Don't mess with Texas. Lo scontro politico nello stato trumpianissimo

Lorena Evangelista

I deputati democratici della Camera del Texas hanno lasciato lo stato per sabotare una legge con cui i repubblicani vogliono ridisegnare i distretti elettorali. Fioccano minacce di rimozione e arresto, mentre il governatore dell'Illinois sostiene la protesta e accoglie i fuggitivi. Non è una questione solo texana, e c'entrano le ambizioni di Trump per le elezioni di metà mandato

Nello stato repubblicano e trumpiano per eccellenza si sta consumando una crisi politica che è solo apparentemente una questione locale.

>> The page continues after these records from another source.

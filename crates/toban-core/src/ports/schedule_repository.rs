use crate::domain::{Assignment, AssignmentRecord, LibraryRoom, Member, NewSchedule, Schedule};
use async_trait::async_trait;
use std::collections::HashSet;

#[cfg_attr(any(test, feature = "testing"), mockall::automock)]
#[async_trait]
pub trait ScheduleRepository: Send + Sync {
    /// Active members in grades 5 and 6, ordered by (grade, class, name)
    async fn load_members(
        &self,
        school_id: i64,
        academic_year: i32,
    ) -> anyhow::Result<Vec<Member>>;

    /// Active rooms ordered by room_id
    async fn load_rooms(&self, school_id: i64) -> anyhow::Result<Vec<LibraryRoom>>;

    /// Member ids assigned to Wednesday or Friday in any active first-half
    /// schedule for (school, year). Empty when no such schedule exists.
    async fn load_prior_wed_fri(
        &self,
        school_id: i64,
        academic_year: i32,
    ) -> anyhow::Result<HashSet<i64>>;

    /// Atomically persist one generation result.
    ///
    /// Within a single transaction: verifies the school exists, deletes any
    /// existing draft for the same (school, year, half) together with its
    /// assignments, inserts the new schedule as a draft, bulk-inserts the
    /// assignments, demotes other active peers to inactive, and promotes the
    /// new schedule to active. Any failure rolls the whole transaction back.
    ///
    /// # Returns
    /// The id of the newly active schedule.
    async fn commit_schedule(
        &self,
        schedule: &NewSchedule,
        assignments: &[Assignment],
    ) -> anyhow::Result<i64>;

    /// Schedule row by id
    async fn load_schedule(&self, schedule_id: i64) -> anyhow::Result<Option<Schedule>>;

    /// Assignment rows joined with names, ordered by (weekday, room, member name)
    async fn load_assignments(&self, schedule_id: i64)
        -> anyhow::Result<Vec<AssignmentRecord>>;
}
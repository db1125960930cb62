pub mod domain;
pub mod ports;
pub mod scheduler;
pub mod services;

#[cfg(test)]
pub mod testing;

// Re-export commonly used types
pub use domain::{
    Assignment, AssignmentRecord, DomainError, LibraryRoom, Member, NewSchedule, Schedule,
    ScheduleStatus, Weekday,
};

pub use ports::ScheduleRepository;

pub use scheduler::{
    admissible_slots, build_statistics, fallback_assign, score_slot, BoardState, GreedyAllocator,
    MemberSummary, RoomRoster, ScheduleStatistics, SchedulerConfig, Slot, WeekdayCount,
};

pub use services::{GenerationOutcome, GenerationRequest, GenerationService};
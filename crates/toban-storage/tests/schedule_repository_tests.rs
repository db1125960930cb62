//! Integration tests for the SQLite schedule repository.

use anyhow::Result;
use sqlx::SqlitePool;
use tempfile::TempDir;

use toban_core::{
    Assignment, DomainError, NewSchedule, ScheduleRepository, ScheduleStatus, Weekday,
};
use toban_storage::{init_duty_db, table_exists, SqliteScheduleRepository};

async fn setup() -> Result<(TempDir, SqlitePool, SqliteScheduleRepository)> {
    let dir = TempDir::new()?;
    let path = dir.path().join("duty.db");
    let pool = init_duty_db(path.to_str().unwrap()).await?;
    seed_base(&pool).await?;
    let repo = SqliteScheduleRepository::new(pool.clone());
    Ok((dir, pool, repo))
}

/// One school, four classes (two per grade), eight members, two rooms.
async fn seed_base(pool: &SqlitePool) -> Result<()> {
    sqlx::query("INSERT INTO schools (id, school_name) VALUES (1, 'Central Elementary')")
        .execute(pool)
        .await?;

    let classes = [
        (1, 5, 1, "5-1"),
        (2, 5, 2, "5-2"),
        (3, 6, 1, "6-1"),
        (4, 6, 2, "6-2"),
    ];
    for (id, grade, number, name) in classes {
        sqlx::query(
            "INSERT INTO classes (id, school_id, grade, class_number, class_name)
             VALUES (?, 1, ?, ?, ?)",
        )
        .bind(id)
        .bind(grade)
        .bind(number)
        .bind(name)
        .execute(pool)
        .await?;
    }

    sqlx::query("INSERT INTO positions (id, position_name) VALUES (1, 'chair')")
        .execute(pool)
        .await?;

    let members = [
        (1, 1, "Aoki"),
        (2, 1, "Baba"),
        (3, 2, "Chiba"),
        (4, 2, "Doi"),
        (5, 3, "Endo"),
        (6, 3, "Fuji"),
        (7, 4, "Goto"),
        (8, 4, "Hara"),
    ];
    for (id, class_id, name) in members {
        sqlx::query(
            "INSERT INTO committee_members
             (id, school_id, class_id, position_id, name, academic_year, active)
             VALUES (?, 1, ?, NULL, ?, 2025, 1)",
        )
        .bind(id)
        .bind(class_id)
        .bind(name)
        .execute(pool)
        .await?;
    }

    sqlx::query(
        "INSERT INTO library_rooms (id, school_id, room_id, room_name, capacity, active)
         VALUES (1, 1, 1, 'Main Library', 4, 1), (2, 1, 2, 'Reading Room', 3, 1)",
    )
    .execute(pool)
    .await?;

    Ok(())
}

fn new_schedule(is_first_half: bool) -> NewSchedule {
    NewSchedule {
        school_id: 1,
        name: "2025 duty schedule".to_string(),
        description: "test".to_string(),
        academic_year: 2025,
        is_first_half,
    }
}

fn assignment(weekday: Weekday, room_id: i64, member_id: i64) -> Assignment {
    Assignment {
        weekday,
        room_id,
        member_id,
    }
}

#[tokio::test]
async fn schema_is_created_by_migrations() -> Result<()> {
    let (_dir, pool, _repo) = setup().await?;
    for table in [
        "schools",
        "classes",
        "committee_members",
        "library_rooms",
        "schedules",
        "schedule_assignments",
    ] {
        assert!(table_exists(&pool, table).await?, "missing table {table}");
    }
    Ok(())
}

#[tokio::test]
async fn load_members_filters_and_orders() -> Result<()> {
    let (_dir, pool, repo) = setup().await?;

    // Out-of-scope rows: inactive, wrong year, grade outside 5-6
    sqlx::query(
        "INSERT INTO classes (id, school_id, grade, class_number, class_name)
         VALUES (9, 1, 4, 1, '4-1')",
    )
    .execute(&pool)
    .await?;
    sqlx::query(
        "INSERT INTO committee_members
         (id, school_id, class_id, name, academic_year, active)
         VALUES (90, 1, 1, 'Inactive', 2025, 0),
                (91, 1, 1, 'LastYear', 2024, 1),
                (92, 1, 9, 'TooYoung', 2025, 1)",
    )
    .execute(&pool)
    .await?;

    let members = repo.load_members(1, 2025).await?;

    assert_eq!(members.len(), 8);
    let names: Vec<&str> = members.iter().map(|m| m.name.as_str()).collect();
    assert_eq!(
        names,
        vec!["Aoki", "Baba", "Chiba", "Doi", "Endo", "Fuji", "Goto", "Hara"]
    );
    assert!(members.iter().all(|m| m.grade == 5 || m.grade == 6));
    assert_eq!(members[0].class_name, "5-1");
    Ok(())
}

#[tokio::test]
async fn load_rooms_filters_inactive_and_orders_by_room_id() -> Result<()> {
    let (_dir, pool, repo) = setup().await?;

    sqlx::query(
        "INSERT INTO library_rooms (id, school_id, room_id, room_name, capacity, active)
         VALUES (3, 1, 0, 'Annex', 2, 1), (4, 1, 9, 'Closed Stack', 2, 0)",
    )
    .execute(&pool)
    .await?;

    let rooms = repo.load_rooms(1).await?;

    let room_ids: Vec<i64> = rooms.iter().map(|r| r.room_id).collect();
    assert_eq!(room_ids, vec![0, 1, 2]);
    assert_eq!(rooms[1].name, "Main Library");
    assert_eq!(rooms[1].capacity, 4);
    Ok(())
}

#[tokio::test]
async fn commit_activates_the_schedule_and_persists_assignments() -> Result<()> {
    let (_dir, _pool, repo) = setup().await?;

    let assignments = vec![
        assignment(Weekday::Monday, 1, 1),
        assignment(Weekday::Tuesday, 2, 1),
        assignment(Weekday::Monday, 2, 3),
    ];
    let schedule_id = repo
        .commit_schedule(&new_schedule(true), &assignments)
        .await?;

    let stored = repo.load_schedule(schedule_id).await?.expect("schedule row");
    assert_eq!(stored.status, ScheduleStatus::Active);
    assert_eq!(stored.academic_year, 2025);
    assert!(stored.is_first_half);

    let records = repo.load_assignments(schedule_id).await?;
    assert_eq!(records.len(), 3);
    // Ordered by (weekday, room, member name)
    assert_eq!(records[0].weekday, Weekday::Monday);
    assert_eq!(records[0].room_id, 1);
    assert_eq!(records[0].member_name, "Aoki");
    assert_eq!(records[1].member_name, "Chiba");
    assert_eq!(records[2].weekday, Weekday::Tuesday);
    Ok(())
}

#[tokio::test]
async fn recommitting_replaces_drafts_and_demotes_the_active_peer() -> Result<()> {
    let (_dir, pool, repo) = setup().await?;

    // A stale draft for the same term should not survive the commit
    sqlx::query(
        "INSERT INTO schedules
         (id, school_id, schedule_name, description, academic_year, is_first_half, status)
         VALUES (77, 1, 'stale draft', '', 2025, 1, 'draft')",
    )
    .execute(&pool)
    .await?;
    sqlx::query(
        "INSERT INTO schedule_assignments
         (schedule_id, day_of_week, library_room_id, committee_member_id)
         VALUES (77, 1, 1, 1)",
    )
    .execute(&pool)
    .await?;

    let first = repo
        .commit_schedule(&new_schedule(true), &[assignment(Weekday::Monday, 1, 1)])
        .await?;
    let second = repo
        .commit_schedule(&new_schedule(true), &[assignment(Weekday::Tuesday, 1, 2)])
        .await?;

    assert!(repo.load_schedule(77).await?.is_none());

    let first_row = repo.load_schedule(first).await?.expect("first schedule");
    assert_eq!(first_row.status, ScheduleStatus::Inactive);

    let second_row = repo.load_schedule(second).await?.expect("second schedule");
    assert_eq!(second_row.status, ScheduleStatus::Active);

    let active_count: i64 = sqlx::query_scalar(
        "SELECT COUNT(*) FROM schedules
         WHERE school_id = 1 AND academic_year = 2025 AND is_first_half = 1
           AND status = 'active'",
    )
    .fetch_one(&pool)
    .await?;
    assert_eq!(active_count, 1);
    Ok(())
}

#[tokio::test]
async fn prior_wed_fri_reflects_the_active_first_half_schedule() -> Result<()> {
    let (_dir, _pool, repo) = setup().await?;

    let assignments = vec![
        assignment(Weekday::Monday, 1, 1),
        assignment(Weekday::Wednesday, 1, 2),
        assignment(Weekday::Friday, 2, 3),
        assignment(Weekday::Friday, 2, 2),
        assignment(Weekday::Thursday, 1, 4),
    ];
    repo.commit_schedule(&new_schedule(true), &assignments)
        .await?;

    let prior = repo.load_prior_wed_fri(1, 2025).await?;
    assert_eq!(prior, [2, 3].into_iter().collect());
    Ok(())
}

#[tokio::test]
async fn prior_wed_fri_is_empty_without_history() -> Result<()> {
    let (_dir, _pool, repo) = setup().await?;
    let prior = repo.load_prior_wed_fri(1, 2025).await?;
    assert!(prior.is_empty());
    Ok(())
}

#[tokio::test]
async fn second_half_commit_does_not_feed_the_rotation_lookup() -> Result<()> {
    let (_dir, _pool, repo) = setup().await?;

    repo.commit_schedule(
        &new_schedule(false),
        &[assignment(Weekday::Wednesday, 1, 5)],
    )
    .await?;

    let prior = repo.load_prior_wed_fri(1, 2025).await?;
    assert!(prior.is_empty());
    Ok(())
}

#[tokio::test]
async fn missing_school_fails_without_persisting_anything() -> Result<()> {
    let (_dir, pool, repo) = setup().await?;

    let mut schedule = new_schedule(true);
    schedule.school_id = 99;
    let err = repo
        .commit_schedule(&schedule, &[assignment(Weekday::Monday, 1, 1)])
        .await
        .expect_err("commit must fail");

    match err.downcast_ref::<DomainError>() {
        Some(DomainError::SchoolNotFound(99)) => {}
        other => panic!("unexpected error: {:?}", other),
    }

    let count: i64 = sqlx::query_scalar("SELECT COUNT(*) FROM schedules")
        .fetch_one(&pool)
        .await?;
    assert_eq!(count, 0);
    Ok(())
}

#[tokio::test]
async fn failed_commit_leaves_no_partial_state() -> Result<()> {
    let (_dir, pool, repo) = setup().await?;

    // Second assignment violates the member foreign key, so the draft and
    // the first assignment must be rolled back with it.
    let assignments = vec![
        assignment(Weekday::Monday, 1, 1),
        assignment(Weekday::Tuesday, 1, 999),
    ];
    let result = repo.commit_schedule(&new_schedule(true), &assignments).await;
    assert!(result.is_err());

    let schedules: i64 = sqlx::query_scalar("SELECT COUNT(*) FROM schedules")
        .fetch_one(&pool)
        .await?;
    let rows: i64 = sqlx::query_scalar("SELECT COUNT(*) FROM schedule_assignments")
        .fetch_one(&pool)
        .await?;
    assert_eq!((schedules, rows), (0, 0));
    Ok(())
}

#[tokio::test]
async fn deleting_a_schedule_cascades_to_its_assignments() -> Result<()> {
    let (_dir, pool, repo) = setup().await?;

    let schedule_id = repo
        .commit_schedule(
            &new_schedule(true),
            &[
                assignment(Weekday::Monday, 1, 1),
                assignment(Weekday::Tuesday, 1, 2),
            ],
        )
        .await?;

    sqlx::query("DELETE FROM schedules WHERE id = ?")
        .bind(schedule_id)
        .execute(&pool)
        .await?;

    let rows: i64 = sqlx::query_scalar("SELECT COUNT(*) FROM schedule_assignments")
        .fetch_one(&pool)
        .await?;
    assert_eq!(rows, 0);
    Ok(())
}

Domenica i democratici della Camera del Texas hanno abbandonato lo stato per sabotare una legge di riorganizzazione dei collegi elettorali, promossa dai repubblicani e sostenuta da Trump. Il piano dei fuggitivi consiste nel restare lontani dai confini dello stato fino alla scadenza della sessione legislativa speciale, convocata ad hoc dal governatore repubblicano e super trumpiano Gregory Abbott.


Quella proposta dai repubblicani texani è una nuova mappa dei distretti elettorali del Congresso, che mira a spostare i confini delle circoscrizioni e in particolare a concentrare le sacche di elettorato democratico in distretti in cui il loro voto risulti meno decisivo, perché già a maggioranza blu. Matthew Wilson, professore di Scienze politiche dell’Università di Dallas, intervistato da Axios ha spiegato che l’ambizione dei repubblicani è sfruttare a proprio vantaggio i flussi elettorali dei cittadini latinoamericani, che si stanno spostando sempre più a destra: tra i risultati della riforma ci sarebbe infatti un aumento dei distretti a maggioranza ispanica. Stando alle mappe attuali, 25 sui 38 seggi del Texas presso la Camera dei rappresentanti sono occupati dai democratici: obiettivo di questa operazione di redistricting (che di norma si svolge ogni dieci anni, in base ai nuovi censimenti, e che in questo caso avverrebbe “inspiegabilmente” in anticipo) sarebbe portarne il numero a 30, e proteggere così la maggioranza repubblicana – per ora risicata – in occasione delle elezioni di metà mandato, previste per novembre 2026. Appare chiaro come le implicazioni di questa vicenda non siano affatto squisitamente “texane”: il gradimento di Trump non è mai stato così basso e il rischio di perdere la maggioranza in una delle due camere del Congresso è piuttosto concreto.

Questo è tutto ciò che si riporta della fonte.